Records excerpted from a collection
▽
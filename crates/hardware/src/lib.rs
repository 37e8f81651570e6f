//! RV64I pipeline simulator library.
//!
//! This crate implements a 64-bit RISC-V (RV64I) simulator with two execution models:
//! 1. **Functional:** One instruction at a time, the architectural reference.
//! 2. **Pipelined:** A cycle-driven five-stage pipeline with load-use stalls,
//!    forwarding, branch resolution in decode, and cache-miss stalls.
//!
//! Around the core it provides the decoder and disassembler, set-associative
//! LRU cache models, a bounds-checked memory store, configuration, statistics,
//! and the end-of-run reports.
//!
//! ```
//! use rvpipe_core::{Config, MemoryStore, RunStatus, Simulator};
//! use rvpipe_core::config::RunMode;
//!
//! let mut memory = MemoryStore::new(0, 0x1000);
//! memory
//!     .load_words(0, &[0x0050_0093, 0x0070_0113, 0x0020_81b3, 0xFEED_FEED])
//!     .unwrap();
//!
//! let mut config = Config::default();
//! config.general.mode = RunMode::Functional;
//! let mut sim = Simulator::new(&config, memory).unwrap();
//! assert_eq!(sim.run_till_halt(), RunStatus::Halt);
//! assert_eq!(sim.cpu.regs.read(3), 12);
//! ```

/// Common types and constants (bit fields, errors, register file, access widths).
pub mod common;
/// Simulator configuration (defaults, run mode, memory and cache geometry).
pub mod config;
/// CPU core (context, functional step chain, pipeline, execution units).
pub mod core;
/// Instruction set (decode, instruction record, disassembly, ABI names, RV64I encodings).
pub mod isa;
/// Simulator driver, program loader, and reports.
pub mod sim;
/// Memory store and initial image files.
pub mod soc;
/// Simulation statistics collection and reporting.
pub mod stats;

/// Root configuration type; use `Config::default()` or deserialize from JSON.
pub use crate::config::Config;
/// CPU context; holds registers, memory, caches, and stats.
pub use crate::core::Cpu;
/// Outcome of a run.
pub use crate::core::RunStatus;
/// Top-level simulator owning the CPU and the pipeline.
pub use crate::sim::Simulator;
/// Byte-addressable memory store.
pub use crate::soc::MemoryStore;
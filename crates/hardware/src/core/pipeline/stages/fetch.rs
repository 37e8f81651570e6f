//! Instruction Fetch (IF) Stage.
//!
//! This module implements the first stage of the instruction pipeline. It reads
//! the word at the current program counter, queries the instruction cache, and
//! advances the PC sequentially. Redirects are applied by the engine before the
//! stage runs; there is no prediction.

use crate::common::constants::INSTRUCTION_SIZE;
use crate::common::data::CacheOp;
use crate::core::Cpu;
use crate::isa::instruction::{Instruction, StageStatus};

/// Executes the instruction fetch stage of the pipeline.
///
/// # Arguments
///
/// * `cpu` - Mutable reference to the CPU state.
/// * `status` - [`StageStatus::Speculative`] when fetching behind a branch that
///   is still unresolved or is redirecting fetch this cycle (taken branch, jump,
///   or exception), [`StageStatus::Normal`] otherwise.
///
/// # Returns
///
/// The fetched (undecoded) record and whether the instruction cache hit.
pub fn fetch_stage(cpu: &mut Cpu, status: StageStatus) -> (Instruction, bool) {
    let pc = cpu.pc;
    let raw = cpu.fetch_word(pc);
    let hit = cpu.l1_i_cache.access(pc, CacheOp::Read);
    cpu.pc = pc.wrapping_add(INSTRUCTION_SIZE);
    tracing::trace!(pc = format_args!("{pc:#x}"), hit, "IF {raw:#010x}{}", status.label());
    (Instruction::fetched(pc, raw, status), hit)
}
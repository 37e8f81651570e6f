//! Configuration for the pipeline simulator.
//!
//! This module defines the configuration structures used to parameterize a run.
//! It provides:
//! 1. **Defaults:** Baseline memory geometry and cache parameters.
//! 2. **Structures:** `general`, `memory`, and `cache` sections of a `Config`.
//! 3. **Validation:** Geometry checks performed before any state is built.
//!
//! Configuration is read from JSON (`Config::from_json`); every field has a
//! default, so `{}` is a valid file. The CLI layers its flags on top.

use std::path::PathBuf;

use serde::{Deserialize, Serialize};

use crate::common::constants;
use crate::common::error::{ConfigError, SimError};

/// Default configuration constants for the simulator.
mod defaults {
    use crate::common::constants;

    /// Memory base address.
    pub const MEMORY_BASE: u64 = constants::MEMORY_BASE;

    /// Memory size in bytes (64 KiB).
    pub const MEMORY_SIZE: u64 = constants::MEMORY_SIZE;

    /// First address printed by the memory dump.
    pub const DUMP_START: u64 = constants::DUMP_START;

    /// End of the memory dump (exclusive).
    pub const DUMP_END: u64 = constants::DUMP_END;

    /// Default cache size in bytes (1 KiB).
    pub const CACHE_SIZE: u64 = 1024;

    /// Default block size in bytes.
    pub const CACHE_BLOCK: u64 = 16;

    /// Default associativity (direct-mapped).
    pub const CACHE_WAYS: u64 = 1;

    /// Default miss latency in cycles.
    pub const CACHE_MISS_LATENCY: u64 = 5;

    pub const fn memory_base() -> u64 {
        MEMORY_BASE
    }

    pub const fn memory_size() -> u64 {
        MEMORY_SIZE
    }

    pub const fn dump_start() -> u64 {
        DUMP_START
    }

    pub const fn dump_end() -> u64 {
        DUMP_END
    }
}

/// Execution model used for a run.
#[derive(Clone, Copy, Debug, Default, PartialEq, Eq, Serialize, Deserialize)]
#[serde(rename_all = "lowercase")]
pub enum RunMode {
    /// One instruction at a time, no timing.
    Functional,
    /// Five-stage pipeline with hazards and cache stalls.
    #[default]
    Pipelined,
}

/// Root configuration structure.
#[derive(Clone, Debug, Default, PartialEq, Eq, Serialize, Deserialize)]
#[serde(default)]
pub struct Config {
    /// Run-wide settings.
    pub general: GeneralConfig,
    /// Memory store geometry and reporting range.
    pub memory: MemoryConfig,
    /// Instruction and data cache parameters.
    pub cache: CacheHierarchyConfig,
}

/// Run-wide settings.
#[derive(Clone, Debug, Default, PartialEq, Eq, Serialize, Deserialize)]
#[serde(default)]
pub struct GeneralConfig {
    /// Execution model.
    pub mode: RunMode,
    /// Address of the first instruction.
    pub start_pc: u64,
}

/// Memory store geometry and reporting range.
#[derive(Clone, Debug, PartialEq, Eq, Serialize, Deserialize)]
#[serde(default)]
pub struct MemoryConfig {
    /// Lowest valid address.
    #[serde(default = "defaults::memory_base")]
    pub base: u64,
    /// Size in bytes.
    #[serde(default = "defaults::memory_size")]
    pub size: u64,
    /// First address of the memory dump.
    #[serde(default = "defaults::dump_start")]
    pub dump_start: u64,
    /// End of the memory dump (exclusive).
    #[serde(default = "defaults::dump_end")]
    pub dump_end: u64,
    /// Optional text file of `address value` pairs applied after the image loads.
    pub init_image: Option<PathBuf>,
}

impl Default for MemoryConfig {
    fn default() -> Self {
        Self {
            base: defaults::MEMORY_BASE,
            size: defaults::MEMORY_SIZE,
            dump_start: defaults::DUMP_START,
            dump_end: defaults::DUMP_END,
            init_image: None,
        }
    }
}

/// Instruction and data cache parameters.
#[derive(Clone, Debug, Default, PartialEq, Eq, Serialize, Deserialize)]
#[serde(default)]
pub struct CacheHierarchyConfig {
    /// Instruction cache.
    pub l1_i: CacheConfig,
    /// Data cache.
    pub l1_d: CacheConfig,
}

/// Geometry and timing of one cache.
#[derive(Clone, Copy, Debug, PartialEq, Eq, Serialize, Deserialize)]
#[serde(default)]
pub struct CacheConfig {
    /// Total capacity in bytes.
    pub size_bytes: u64,
    /// Block (line) size in bytes.
    pub block_bytes: u64,
    /// Associativity.
    pub ways: u64,
    /// Stall cycles charged on a miss.
    pub miss_latency: u64,
}

impl Default for CacheConfig {
    fn default() -> Self {
        Self {
            size_bytes: defaults::CACHE_SIZE,
            block_bytes: defaults::CACHE_BLOCK,
            ways: defaults::CACHE_WAYS,
            miss_latency: defaults::CACHE_MISS_LATENCY,
        }
    }
}

impl CacheConfig {
    /// Builds a cache configuration.
    pub const fn new(size_bytes: u64, block_bytes: u64, ways: u64, miss_latency: u64) -> Self {
        Self {
            size_bytes,
            block_bytes,
            ways,
            miss_latency,
        }
    }

    /// Parses the `SIZE,BLOCK,WAYS,LATENCY` form used on the command line.
    ///
    /// # Errors
    ///
    /// [`ConfigError::Parse`] unless the text is four comma-separated integers.
    ///
    /// # Examples
    ///
    /// ```
    /// use rvpipe_core::config::CacheConfig;
    ///
    /// let c = CacheConfig::parse_spec("2048,32,4,10").unwrap();
    /// assert_eq!(c, CacheConfig::new(2048, 32, 4, 10));
    /// ```
    pub fn parse_spec(text: &str) -> Result<Self, ConfigError> {
        let fields = text
            .split(',')
            .map(|f| f.trim().parse::<u64>())
            .collect::<Result<Vec<_>, _>>()
            .map_err(|e| ConfigError::Parse {
                what: "cache spec",
                detail: format!("{text:?}: {e}"),
            })?;
        match fields.as_slice() {
            &[size, block, ways, latency] => Ok(Self::new(size, block, ways, latency)),
            _ => Err(ConfigError::Parse {
                what: "cache spec",
                detail: format!("{text:?}: expected SIZE,BLOCK,WAYS,LATENCY"),
            }),
        }
    }

    /// Number of sets implied by the geometry (`size / (block * ways)`).
    pub const fn num_sets(&self) -> u64 {
        let set_bytes = self.block_bytes.saturating_mul(self.ways);
        if set_bytes == 0 {
            0
        } else {
            self.size_bytes / set_bytes
        }
    }

    /// Checks that the geometry describes a realizable cache.
    ///
    /// Size, block size, and ways must be non-zero; block size and the derived set
    /// count must be powers of two; size must be an exact multiple of
    /// `block_bytes * ways`. Size, ways, and sets are capped by the
    /// `MAX_CACHE_*` constants.
    ///
    /// # Errors
    ///
    /// The first violated rule, labelled with `cache`.
    pub fn validate(&self, cache: &'static str) -> Result<(), ConfigError> {
        for (field, value) in [
            ("size_bytes", self.size_bytes),
            ("block_bytes", self.block_bytes),
            ("ways", self.ways),
        ] {
            if value == 0 {
                return Err(ConfigError::Zero { cache, field });
            }
        }
        for (field, value, max) in [
            ("size_bytes", self.size_bytes, constants::MAX_CACHE_SIZE),
            ("ways", self.ways, constants::MAX_CACHE_WAYS),
        ] {
            if value > max {
                return Err(ConfigError::TooLarge {
                    cache,
                    field,
                    value,
                    max,
                });
            }
        }
        if !self.block_bytes.is_power_of_two() {
            return Err(ConfigError::NotPowerOfTwo {
                cache,
                field: "block_bytes",
                value: self.block_bytes,
            });
        }
        let set_bytes = self.block_bytes.saturating_mul(self.ways);
        if self.size_bytes % set_bytes != 0 || self.size_bytes < set_bytes {
            return Err(ConfigError::Geometry {
                cache,
                size: self.size_bytes,
                set_bytes,
            });
        }
        let sets = self.num_sets();
        if sets > constants::MAX_CACHE_SETS {
            return Err(ConfigError::TooLarge {
                cache,
                field: "sets",
                value: sets,
                max: constants::MAX_CACHE_SETS,
            });
        }
        if !sets.is_power_of_two() {
            return Err(ConfigError::NotPowerOfTwo {
                cache,
                field: "sets",
                value: sets,
            });
        }
        Ok(())
    }
}

impl Config {
    /// Parses a JSON configuration document.
    ///
    /// # Errors
    ///
    /// [`SimError::Json`] for malformed input; the result is not validated.
    pub fn from_json(text: &str) -> Result<Self, SimError> {
        Ok(serde_json::from_str(text)?)
    }

    /// Reads and parses a JSON configuration file.
    ///
    /// # Errors
    ///
    /// [`SimError::Io`] if the file cannot be read, [`SimError::Json`] if it does not parse.
    pub fn from_file(path: &std::path::Path) -> Result<Self, SimError> {
        let text =
            std::fs::read_to_string(path).map_err(|e| SimError::io(path.display().to_string(), e))?;
        Self::from_json(&text)
    }

    /// Validates cache geometry, memory size (non-zero and at most
    /// [`constants::MAX_MEMORY_SIZE`]), and the dump range.
    ///
    /// # Errors
    ///
    /// The first [`ConfigError`] found.
    pub fn validate(&self) -> Result<(), ConfigError> {
        self.cache.l1_i.validate("I-cache")?;
        self.cache.l1_d.validate("D-cache")?;
        if self.memory.size == 0 {
            return Err(ConfigError::Zero {
                cache: "memory",
                field: "size",
            });
        }
        if self.memory.size > constants::MAX_MEMORY_SIZE {
            return Err(ConfigError::TooLarge {
                cache: "memory",
                field: "size",
                value: self.memory.size,
                max: constants::MAX_MEMORY_SIZE,
            });
        }
        if self.memory.dump_end <= self.memory.dump_start {
            return Err(ConfigError::DumpRange {
                start: self.memory.dump_start,
                end: self.memory.dump_end,
            });
        }
        Ok(())
    }
}
//! Pipeline stage implementations.
//!
//! This module contains the individual implementations for the five stages of the
//! instruction pipeline. Each stage is a total function over one [`Instruction`]
//! record: bubbles, idle slots, and squashed records pass through untouched.
//! 1. **Fetch:** Reads the word at the PC through the instruction cache.
//! 2. **Decode:** Decodes the word, numbers it, and reads register operands.
//! 3. **Execute:** ALU results and effective addresses.
//! 4. **Memory:** Loads and stores through the data cache.
//! 5. **Writeback:** Commits results to the register file.
//!
//! [`Instruction`]: crate::isa::instruction::Instruction

/// Instruction decode stage implementation.
pub mod decode;

/// Instruction execute stage implementation.
pub mod execute;

/// Instruction fetch stage implementation.
pub mod fetch;

/// Memory access stage implementation.
pub mod memory;

/// Writeback stage implementation.
pub mod writeback;

/// Decode stage entry point (ID stage).
pub use decode::decode_stage;
/// Execute stage entry point (EX stage).
pub use execute::execute_stage;
/// Fetch stage entry point (IF stage).
pub use fetch::fetch_stage;
/// Memory stage entry point (MEM stage).
pub use memory::mem_stage;
/// Writeback stage entry point (WB stage).
pub use writeback::wb_stage;
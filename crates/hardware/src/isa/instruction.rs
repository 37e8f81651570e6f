//! Instruction Fields and the Instruction Record.
//!
//! This module defines what travels down the pipeline. It provides:
//! 1. **Field Extraction:** The `InstructionBits` trait over raw 32-bit words.
//! 2. **Classification:** `ControlSignals`, the flags fixed at decode time.
//! 3. **Slot State:** `StageStatus`, telling real work apart from bubbles and squashed slots.
//! 4. **The Record:** `Instruction`, the per-slot value every stage function consumes and returns.

use crate::common::constants::INSTRUCTION_SIZE;
use crate::isa::rv64i::opcodes::{OP_BRANCH, OP_JAL, OP_JALR};

/// Bit position of the destination register field.
pub const RD_SHIFT: u32 = 7;
/// Bit position of the funct3 field.
pub const FUNCT3_SHIFT: u32 = 12;
/// Bit position of the first source register field.
pub const RS1_SHIFT: u32 = 15;
/// Bit position of the second source register field.
pub const RS2_SHIFT: u32 = 20;
/// Bit position of the funct7 field.
pub const FUNCT7_SHIFT: u32 = 25;

const OPCODE_MASK: u32 = 0x7F;
const REG_MASK: u32 = 0x1F;
const FUNCT3_MASK: u32 = 0x7;
const FUNCT7_MASK: u32 = 0x7F;

/// Field accessors for raw RV64I instruction words.
pub trait InstructionBits {
    /// Major opcode, bits 6-0.
    fn opcode(&self) -> u32;
    /// Destination register, bits 11-7.
    fn rd(&self) -> usize;
    /// First source register, bits 19-15.
    fn rs1(&self) -> usize;
    /// Second source register, bits 24-20.
    fn rs2(&self) -> usize;
    /// Minor opcode, bits 14-12.
    fn funct3(&self) -> u32;
    /// Upper function bits, 31-25.
    fn funct7(&self) -> u32;
}

impl InstructionBits for u32 {
    #[inline(always)]
    fn opcode(&self) -> u32 {
        self & OPCODE_MASK
    }

    #[inline(always)]
    fn rd(&self) -> usize {
        ((self >> RD_SHIFT) & REG_MASK) as usize
    }

    #[inline(always)]
    fn rs1(&self) -> usize {
        ((self >> RS1_SHIFT) & REG_MASK) as usize
    }

    #[inline(always)]
    fn rs2(&self) -> usize {
        ((self >> RS2_SHIFT) & REG_MASK) as usize
    }

    #[inline(always)]
    fn funct3(&self) -> u32 {
        (self >> FUNCT3_SHIFT) & FUNCT3_MASK
    }

    #[inline(always)]
    fn funct7(&self) -> u32 {
        (self >> FUNCT7_SHIFT) & FUNCT7_MASK
    }
}

/// Classification flags produced by decode.
///
/// Once an instruction is decoded these never change; later stages only fill in
/// the value fields of the [`Instruction`].
#[allow(clippy::struct_excessive_bools)]
#[derive(Clone, Copy, Debug, Default, PartialEq, Eq)]
pub struct ControlSignals {
    /// Encoding is in the legality table (or is the halt/nop sentinel).
    pub legal: bool,
    /// Halt sentinel.
    pub halt: bool,
    /// Canonical no-op.
    pub nop: bool,
    /// Load.
    pub reads_mem: bool,
    /// Store.
    pub writes_mem: bool,
    /// Produces an ALU result (ALU classes, jumps, LUI, AUIPC).
    pub arith_logic: bool,
    /// Writes `rd` on commit.
    pub writes_rd: bool,
    /// Reads `rs1`.
    pub reads_rs1: bool,
    /// Reads `rs2`.
    pub reads_rs2: bool,
}

/// Occupancy state of a pipeline slot.
#[derive(Clone, Copy, Debug, Default, PartialEq, Eq, Hash)]
pub enum StageStatus {
    /// Real, architecturally visible work.
    Normal,
    /// Inserted by a stall.
    Bubble,
    /// Never filled since reset.
    #[default]
    Idle,
    /// Fetched behind an unresolved or redirecting control-flow instruction.
    Speculative,
    /// Fetched on a wrong path and discarded.
    Squashed,
}

impl StageStatus {
    /// Suffix printed after a slot in the pipeline-state report.
    pub const fn label(self) -> &'static str {
        match self {
            Self::Normal => " ",
            Self::Bubble => " (bubble) ",
            Self::Idle => " (idle) ",
            Self::Speculative => " (spcu) ",
            Self::Squashed => " (squashed) ",
        }
    }
}

/// One instruction as it occupies a pipeline slot.
///
/// Stage functions take the record by value and hand it back with more value
/// fields filled in. Records whose status is not [`StageStatus::Normal`] pass
/// through every stage untouched.
#[derive(Clone, Debug, Default, PartialEq, Eq)]
pub struct Instruction {
    /// Address the word was fetched from.
    pub pc: u64,
    /// Raw instruction word.
    pub raw: u32,
    /// Major opcode.
    pub opcode: u32,
    /// Minor opcode.
    pub funct3: u32,
    /// Upper function bits.
    pub funct7: u32,
    /// Destination register index.
    pub rd: usize,
    /// First source register index.
    pub rs1: usize,
    /// Second source register index.
    pub rs2: usize,
    /// Sign-extended immediate of the instruction's format (zero for R-type).
    pub imm: u64,
    /// Classification flags.
    pub ctrl: ControlSignals,
    /// First operand (value of `rs1`).
    pub op1: u64,
    /// Second operand (value of `rs2`).
    pub op2: u64,
    /// ALU output, link address for jumps.
    pub arith_result: u64,
    /// Effective address of a load or store.
    pub mem_address: u64,
    /// Value read by a load.
    pub mem_result: u64,
    /// Address of the next instruction on the architectural path.
    pub next_pc: u64,
    /// The load or store touched memory outside the store.
    pub mem_fault: bool,
    /// Dynamic instruction number, assigned at decode.
    pub id: u64,
    /// Slot occupancy state.
    pub status: StageStatus,
}

impl Instruction {
    /// A freshly fetched, not yet decoded word.
    pub fn fetched(pc: u64, raw: u32, status: StageStatus) -> Self {
        Self {
            pc,
            raw,
            status,
            ..Self::default()
        }
    }

    /// A stall bubble.
    pub fn bubble() -> Self {
        Self {
            status: StageStatus::Bubble,
            ..Self::default()
        }
    }

    /// An empty slot that has never held work.
    pub fn idle() -> Self {
        Self::default()
    }

    /// Replaces a wrong-path record with a squashed no-op that keeps its address.
    pub fn squash(self) -> Self {
        Self {
            pc: self.pc,
            raw: self.raw,
            status: StageStatus::Squashed,
            ..Self::default()
        }
    }

    /// `true` for real work that has not been squashed.
    #[inline]
    pub fn is_live(&self) -> bool {
        self.status == StageStatus::Normal
    }

    /// `true` when decode accepted the encoding.
    #[inline]
    pub const fn is_legal(&self) -> bool {
        self.ctrl.legal
    }

    /// `true` for a legal load.
    #[inline]
    pub const fn is_load(&self) -> bool {
        self.ctrl.legal && self.ctrl.reads_mem
    }

    /// `true` for a legal store.
    #[inline]
    pub const fn is_store(&self) -> bool {
        self.ctrl.legal && self.ctrl.writes_mem
    }

    /// `true` for a legal branch, JAL, or JALR.
    #[inline]
    pub const fn is_control(&self) -> bool {
        self.ctrl.legal && matches!(self.opcode, OP_BRANCH | OP_JAL | OP_JALR)
    }

    /// `true` for control-flow instructions whose target depends on registers.
    #[inline]
    pub const fn needs_operands_to_resolve(&self) -> bool {
        self.ctrl.legal && matches!(self.opcode, OP_BRANCH | OP_JALR)
    }

    /// Address of the next sequential instruction.
    #[inline]
    pub const fn fall_through(&self) -> u64 {
        self.pc.wrapping_add(INSTRUCTION_SIZE)
    }

    /// Register this record will write on commit, if any.
    ///
    /// Bubbles, squashed records, illegal encodings, writes to `x0`, and faulted
    /// loads produce nothing.
    pub fn dest(&self) -> Option<usize> {
        (self.is_live()
            && self.ctrl.legal
            && self.ctrl.writes_rd
            && self.rd != 0
            && !self.mem_fault)
            .then_some(self.rd)
    }

    /// Value committed to `rd`: the loaded value for loads, the ALU result otherwise.
    #[inline]
    pub const fn result(&self) -> u64 {
        if self.ctrl.reads_mem {
            self.mem_result
        } else {
            self.arith_result
        }
    }

    /// `true` when this record reads register `reg` as `rs1` or `rs2`.
    pub const fn reads(&self, reg: usize) -> bool {
        (self.ctrl.reads_rs1 && self.rs1 == reg) || (self.ctrl.reads_rs2 && self.rs2 == reg)
    }
}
△
> _What is needed_
Find all lines in the records that hold the word "reports". Copy them.

> _Response for this exercise_
//! and the end-of-run reports.
/// Simulator driver, program loader, and reports.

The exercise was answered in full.